Included in the formulation
АТХ:M.04.A.C Anti-gouty drugs that do not affect uric acid metabolism
M.04.A.C.01 Colchicine
Pharmacodynamics:It causes depolymerization and disintegration of microtubules in granulocytes and other mobile cells: neutrophil migration, phagocytosis and ejection of inflammatory mediators are disturbed. It binds to tubulin and breaks the functions of the mitotic spindle: the cessation of cell proliferation during the metaphase phase of mitosis, the rapidly dividing cells are particularly sensitive (the mechanism of action is similar to vincristine, vinblastine, podophyllotoxin and griseofulvin). Violates the intracellular transport of granules: an obstacle to the release of histamine by mast cells, the suppression of insulin secretion and the movement of melanin in melanophores.

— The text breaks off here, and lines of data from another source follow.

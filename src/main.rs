use std::io::IsTerminal;
use std::path::{Path, PathBuf};

use clap::Parser;
use miette::{Context, IntoDiagnostic, Result};
use tally_core::TallyConfig;
use tally_difflens::ignore::StatsIgnore;
use tally_gitpulse::aggregate::CommitAggregator;
use tally_gitpulse::mining::{discover_repositories, GitRepository};
use tracing_subscriber::EnvFilter;

#[derive(Parser)]
#[command(
    name = "tally",
    version,
    about = "Per-author contribution statistics from git history",
    long_about = "Walks every git repository under a directory, keeps the commits made by the\n\
                   given author emails, and writes a JSON report of commits per month, day,\n\
                   hour and weekday, plus lines added and deleted per language.\n\n\
                   Examples:\n  \
                     tally --path ~/src --author me@example.com --output .\n  \
                     tally -p ~/src -a me@work.com -a me@home.org -o /tmp --compact\n  \
                     tally -p ~/src -o . --config team.toml --ignore-file .gitstatsignore"
)]
struct Cli {
    /// Directory whose subdirectories are git repositories
    #[arg(long, short)]
    path: Option<PathBuf>,

    /// Author email to include in statistics (repeatable)
    #[arg(long = "author", short = 'a', value_name = "EMAIL")]
    authors: Vec<String>,

    /// Directory to write the report into
    #[arg(long, short)]
    output: Option<PathBuf>,

    /// Path to configuration file (default: .tally.toml)
    #[arg(long)]
    config: Option<PathBuf>,

    /// File of path patterns to leave out of line counts
    #[arg(
        long,
        long_help = "File of path patterns to leave out of line counts.\n\n\
                       One pattern per line; blank lines and lines starting with '#' are skipped.\n\
                       '*' matches within a single path segment and a leading '/' anchors the\n\
                       pattern at the repository root."
    )]
    ignore_file: Option<PathBuf>,

    /// Write single-line JSON instead of indented JSON
    #[arg(long)]
    compact: bool,

    /// Enable verbose output
    #[arg(long, short)]
    verbose: bool,
}

/// Options after merging CLI flags over the config file.
struct Settings {
    path: PathBuf,
    authors: Vec<String>,
    report_path: PathBuf,
    ignore_file: Option<PathBuf>,
    pretty: bool,
    verbose: bool,
}

impl Settings {
    fn resolve(cli: Cli, config: TallyConfig) -> Result<Self> {
        let mut authors = cli.authors;
        for author in config.analysis.authors {
            if !authors.contains(&author) {
                authors.push(author);
            }
        }

        if authors.is_empty() {
            miette::bail!("missing argument: --author");
        }
        let Some(output) = cli.output else {
            miette::bail!("missing argument: --output");
        };
        let Some(path) = cli.path else {
            miette::bail!("missing argument: --path");
        };

        Ok(Self {
            path,
            authors,
            report_path: output.join(&config.output.file_name),
            ignore_file: cli.ignore_file.or(config.analysis.ignore_file),
            pretty: config.output.pretty && !cli.compact,
            verbose: cli.verbose,
        })
    }
}

fn load_config(path: Option<&Path>) -> Result<TallyConfig> {
    let config = match path {
        Some(path) => TallyConfig::from_file(path)
            .wrap_err(format!("loading config {}", path.display()))?,
        None => {
            let default_path = Path::new(".tally.toml");
            if default_path.exists() {
                TallyConfig::from_file(default_path)?
            } else {
                TallyConfig::default()
            }
        }
    };
    Ok(config)
}

fn init_tracing(verbose: bool) {
    let default_level = if verbose { "debug" } else { "warn" };
    let filter =
        EnvFilter::try_from_default_env().unwrap_or_else(|_| EnvFilter::new(default_level));
    tracing_subscriber::fmt()
        .with_env_filter(filter)
        .with_writer(std::io::stderr)
        .with_target(false)
        .init();
}

fn spinner(message: &str) -> Result<Option<indicatif::ProgressBar>> {
    if !std::io::stderr().is_terminal() {
        return Ok(None);
    }
    let pb = indicatif::ProgressBar::new_spinner();
    pb.set_style(
        indicatif::ProgressStyle::with_template("{spinner:.cyan} {msg} ({elapsed})")
            .into_diagnostic()?,
    );
    pb.set_message(message.to_string());
    pb.enable_steady_tick(std::time::Duration::from_millis(120));
    Ok(Some(pb))
}

fn run(settings: &Settings) -> Result<()> {
    let ignore = match &settings.ignore_file {
        Some(path) => StatsIgnore::from_file(path)
            .wrap_err(format!("loading ignore file {}", path.display()))?,
        None => StatsIgnore::default(),
    };
    if settings.verbose {
        eprintln!("Authors: {}", settings.authors.join(", "));
        if !ignore.is_empty() {
            eprintln!("Ignore patterns: {} loaded", ignore.patterns().len());
        }
    }

    let mut aggregator = CommitAggregator::new(settings.authors.iter().cloned())?.with_ignore(ignore);

    let repos = discover_repositories(&settings.path)
        .wrap_err(format!("searching {}", settings.path.display()))?;
    tracing::debug!(count = repos.len(), path = %settings.path.display(), "discovered repositories");
    if repos.is_empty() {
        eprintln!(
            "warning: no git repositories found under {}",
            settings.path.display()
        );
    }

    for repo_path in &repos {
        let name = repo_path
            .file_name()
            .map(|name| name.to_string_lossy().into_owned())
            .unwrap_or_else(|| repo_path.display().to_string());

        let pb = spinner(&format!("Analyzing {name}..."))?;
        let result = GitRepository::open(repo_path).and_then(|repo| aggregator.parse_repo(&repo));
        if let Some(pb) = &pb {
            pb.finish_and_clear();
        }

        match result {
            Ok(summary) => eprintln!(
                "Analyzed {name}: {} of {} commits matched ({} ms).",
                summary.commits_matched, summary.commits_walked, summary.elapsed_ms
            ),
            Err(e) => eprintln!("warning: skipping {name}: {e}"),
        }
    }

    let report = aggregator.report();
    let json = report.to_json(settings.pretty)?;
    std::fs::write(&settings.report_path, json)
        .into_diagnostic()
        .wrap_err(format!("writing {}", settings.report_path.display()))?;

    eprintln!(
        "{} commits across {} repositories written to {}",
        report.commits_total,
        report.analysis_metadata.repositories_analyzed,
        settings.report_path.display()
    );

    Ok(())
}

fn main() -> Result<()> {
    miette::set_hook(Box::new(|_| {
        Box::new(
            miette::MietteHandlerOpts::new()
                .terminal_links(true)
                .build(),
        )
    }))
    .into_diagnostic()?;
    human_panic::setup_panic!();

    let cli = Cli::parse();
    init_tracing(cli.verbose);

    let config = load_config(cli.config.as_deref())?;
    let settings = Settings::resolve(cli, config)?;
    run(&settings)
}
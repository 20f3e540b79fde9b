//! Git history analysis: per-author contribution statistics.
//!
//! Reads repositories through git2, keeps the commits authored by a given
//! set of emails, and aggregates them into activity histograms (hour,
//! weekday, day, month) and per-language line counts:
//! - [`mining`]: the [`RepositoryAccessor`](mining::RepositoryAccessor)
//!   trait, its git2 implementation and repository discovery
//! - [`aggregate`]: the [`CommitAggregator`](aggregate::CommitAggregator)
//! - [`buckets`]: accumulator types
//! - [`report`]: the serialized report

pub mod aggregate;
pub mod buckets;
pub mod mining;
pub mod report;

Pharmacokinetics:Absorption is fast. In high concentrations, it accumulates in leukocytes, kidneys, liver and spleen. Connection with plasma proteins is 30-50%. Concentration in leukocytes exceeds plasma. Biotransformation in the liver. Half-life is 1 hour. Elimination mainly with feces, intestinal-hepatic recirculation, kidneys - 10-20%. It is not removed during hemodialysis.
Indications:Gout (arresting and preventing seizures), other acute attacks of chondrocalcinosis, recurrent disease, Behcet's syndrome.
XIII.M05-M14.M10.9 Gout, unspecified
XIII.M05-M14.M10.3 Gout due to impaired renal function
XIII.M05-M14.M10.0 Idiopathic Gout
XIII.M05-M14.M10 Gout
XIII.M30-M36.M35.2 Behcet's disease
Contraindications:Hypersensitivity, acute hepatic and renal failure, pregnancy, lactation.
Carefully:Children under 18 years. With violations of kidney and / or liver, in elderly patients, with diseases of the gastrointestinal tract, heart.
Pregnancy and lactation:Category FDA - D.
Adequate and well-controlled studies in humans have not been conducted. In most cases, women and men who colchicine, healthy full-term children were born. However, one study reported an increase in the incidence of trisomy 21 (Down syndrome). The animals had a teratogenic effect. Penetrates into breast milk. Side effects in children in the first six months of life were not observed.
Dosing and Administration:Inside. On the first day of treatment - 3 mg per day (1 tablet in the morning and 2 tablets in the evening), on the second and third days - 2 mg per day (1 tablet in the morning and evening), on the 4th and subsequent days - 1 tablet a day (in the evening). For the prevention of acute gouty arthritis - 1 mg per day (evening).
Side effects:From the digestive system: nausea, vomiting, abdominal pain, diarrhea.
From the urinary system: impaired renal function.
On the part of the hematopoiesis system: leukopenia; with prolonged use - agranulocytosis.
Dermatological reactions: with long-term use - alopecia.
Interaction:With the simultaneous use of macrolides with antibiotics, the possibility of developing toxic effects of colchicine can not be ruled out, especially in patients with a previous impairment of kidney function.
With simultaneous application with cyanocobalamin it decreases its absorption from the gastrointestinal tract.
Verapamil increases the plasma concentration of colchicine, which increases the risk of its side effects.
Special instructions:Long-term use requires systematic monitoring of the pattern of peripheral blood.